GIVEN ENTRIES
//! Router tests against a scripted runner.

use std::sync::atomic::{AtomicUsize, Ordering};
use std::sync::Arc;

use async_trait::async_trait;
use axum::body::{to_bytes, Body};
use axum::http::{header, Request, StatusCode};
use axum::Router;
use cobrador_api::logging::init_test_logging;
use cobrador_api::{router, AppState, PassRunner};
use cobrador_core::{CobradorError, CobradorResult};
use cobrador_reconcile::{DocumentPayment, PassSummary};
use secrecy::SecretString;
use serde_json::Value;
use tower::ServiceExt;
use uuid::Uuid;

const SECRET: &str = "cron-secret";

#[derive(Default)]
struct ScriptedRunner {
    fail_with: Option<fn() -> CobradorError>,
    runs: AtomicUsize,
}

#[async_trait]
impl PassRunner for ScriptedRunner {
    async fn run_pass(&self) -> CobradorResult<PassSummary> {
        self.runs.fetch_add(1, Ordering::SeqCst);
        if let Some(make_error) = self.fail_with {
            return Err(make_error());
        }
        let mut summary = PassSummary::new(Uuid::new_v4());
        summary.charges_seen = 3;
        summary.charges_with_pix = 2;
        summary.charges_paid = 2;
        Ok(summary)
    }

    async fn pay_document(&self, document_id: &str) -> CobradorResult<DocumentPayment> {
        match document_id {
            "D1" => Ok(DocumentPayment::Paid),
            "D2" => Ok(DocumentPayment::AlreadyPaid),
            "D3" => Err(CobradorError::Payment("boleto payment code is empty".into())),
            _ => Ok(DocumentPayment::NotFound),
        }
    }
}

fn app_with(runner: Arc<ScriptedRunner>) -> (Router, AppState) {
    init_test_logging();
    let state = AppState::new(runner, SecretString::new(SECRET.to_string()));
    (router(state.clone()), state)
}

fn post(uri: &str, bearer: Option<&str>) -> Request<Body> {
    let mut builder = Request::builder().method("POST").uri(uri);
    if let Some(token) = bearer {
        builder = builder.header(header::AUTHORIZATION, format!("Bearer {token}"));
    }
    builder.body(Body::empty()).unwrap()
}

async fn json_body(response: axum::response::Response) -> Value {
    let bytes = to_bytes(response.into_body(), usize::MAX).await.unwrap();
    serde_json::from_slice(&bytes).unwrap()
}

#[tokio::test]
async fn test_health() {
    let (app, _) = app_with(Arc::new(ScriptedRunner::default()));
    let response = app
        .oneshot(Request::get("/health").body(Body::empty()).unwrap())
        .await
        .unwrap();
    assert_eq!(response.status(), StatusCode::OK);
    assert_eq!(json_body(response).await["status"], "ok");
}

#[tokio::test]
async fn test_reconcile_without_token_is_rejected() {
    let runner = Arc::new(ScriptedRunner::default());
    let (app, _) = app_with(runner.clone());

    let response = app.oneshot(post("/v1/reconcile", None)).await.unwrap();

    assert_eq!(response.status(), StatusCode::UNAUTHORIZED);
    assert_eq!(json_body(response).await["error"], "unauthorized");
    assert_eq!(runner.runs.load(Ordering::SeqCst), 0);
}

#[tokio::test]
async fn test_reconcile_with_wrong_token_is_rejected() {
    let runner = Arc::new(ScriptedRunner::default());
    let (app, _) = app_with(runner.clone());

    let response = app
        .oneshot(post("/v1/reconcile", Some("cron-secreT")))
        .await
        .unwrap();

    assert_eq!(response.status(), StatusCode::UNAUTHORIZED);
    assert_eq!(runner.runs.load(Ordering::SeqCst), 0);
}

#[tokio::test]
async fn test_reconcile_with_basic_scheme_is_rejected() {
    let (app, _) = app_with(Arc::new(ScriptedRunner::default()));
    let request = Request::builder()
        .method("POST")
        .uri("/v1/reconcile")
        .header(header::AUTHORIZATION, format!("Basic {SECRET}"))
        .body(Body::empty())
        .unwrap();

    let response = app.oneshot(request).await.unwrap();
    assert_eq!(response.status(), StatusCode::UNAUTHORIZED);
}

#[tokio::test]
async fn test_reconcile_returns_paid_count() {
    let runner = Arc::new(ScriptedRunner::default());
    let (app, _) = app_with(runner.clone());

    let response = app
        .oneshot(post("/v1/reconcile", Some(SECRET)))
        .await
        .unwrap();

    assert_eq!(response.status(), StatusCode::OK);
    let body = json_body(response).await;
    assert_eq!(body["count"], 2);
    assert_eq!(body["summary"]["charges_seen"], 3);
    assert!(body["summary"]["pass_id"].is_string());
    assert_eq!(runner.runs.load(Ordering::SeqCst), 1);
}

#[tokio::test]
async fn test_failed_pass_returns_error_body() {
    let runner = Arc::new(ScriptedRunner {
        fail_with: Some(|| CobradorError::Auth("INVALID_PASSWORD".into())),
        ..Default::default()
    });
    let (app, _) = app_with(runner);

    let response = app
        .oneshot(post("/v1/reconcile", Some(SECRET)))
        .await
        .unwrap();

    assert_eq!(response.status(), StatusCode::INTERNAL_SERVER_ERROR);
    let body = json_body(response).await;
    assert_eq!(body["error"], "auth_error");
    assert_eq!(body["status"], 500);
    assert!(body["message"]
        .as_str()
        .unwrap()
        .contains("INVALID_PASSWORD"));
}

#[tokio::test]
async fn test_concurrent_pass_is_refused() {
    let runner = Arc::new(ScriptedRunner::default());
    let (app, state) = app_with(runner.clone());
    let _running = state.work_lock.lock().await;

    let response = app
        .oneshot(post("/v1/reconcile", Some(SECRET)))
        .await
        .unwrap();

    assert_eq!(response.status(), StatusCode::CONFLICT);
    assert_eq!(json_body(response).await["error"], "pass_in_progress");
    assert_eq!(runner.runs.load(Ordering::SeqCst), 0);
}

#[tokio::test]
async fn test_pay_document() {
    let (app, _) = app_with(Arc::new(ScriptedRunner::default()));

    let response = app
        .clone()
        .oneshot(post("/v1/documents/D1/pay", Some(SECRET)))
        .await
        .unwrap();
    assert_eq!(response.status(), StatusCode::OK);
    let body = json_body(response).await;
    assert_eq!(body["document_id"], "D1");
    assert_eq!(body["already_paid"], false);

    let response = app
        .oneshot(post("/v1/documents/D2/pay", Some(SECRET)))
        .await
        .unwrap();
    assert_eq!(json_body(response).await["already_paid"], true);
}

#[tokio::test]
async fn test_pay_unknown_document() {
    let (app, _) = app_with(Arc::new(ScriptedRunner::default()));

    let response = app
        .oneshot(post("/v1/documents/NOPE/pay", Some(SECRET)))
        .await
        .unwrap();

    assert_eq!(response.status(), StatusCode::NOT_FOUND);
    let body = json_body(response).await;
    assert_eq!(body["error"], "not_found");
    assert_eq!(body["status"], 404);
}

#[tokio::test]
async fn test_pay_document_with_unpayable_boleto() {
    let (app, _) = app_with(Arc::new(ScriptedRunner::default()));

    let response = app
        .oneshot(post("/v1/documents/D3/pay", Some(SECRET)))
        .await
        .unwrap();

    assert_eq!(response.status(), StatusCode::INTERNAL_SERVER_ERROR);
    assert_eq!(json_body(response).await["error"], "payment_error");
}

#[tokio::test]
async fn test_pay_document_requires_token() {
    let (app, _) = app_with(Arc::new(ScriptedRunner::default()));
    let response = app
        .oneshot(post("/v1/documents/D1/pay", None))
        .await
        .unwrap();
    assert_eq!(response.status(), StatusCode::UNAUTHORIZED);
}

GOAL OF THE EXERCISE
Tell how many lines in the entries contain the string "axum", and give nothing beyond the number.

SOLUTION FOR THIS TASK
4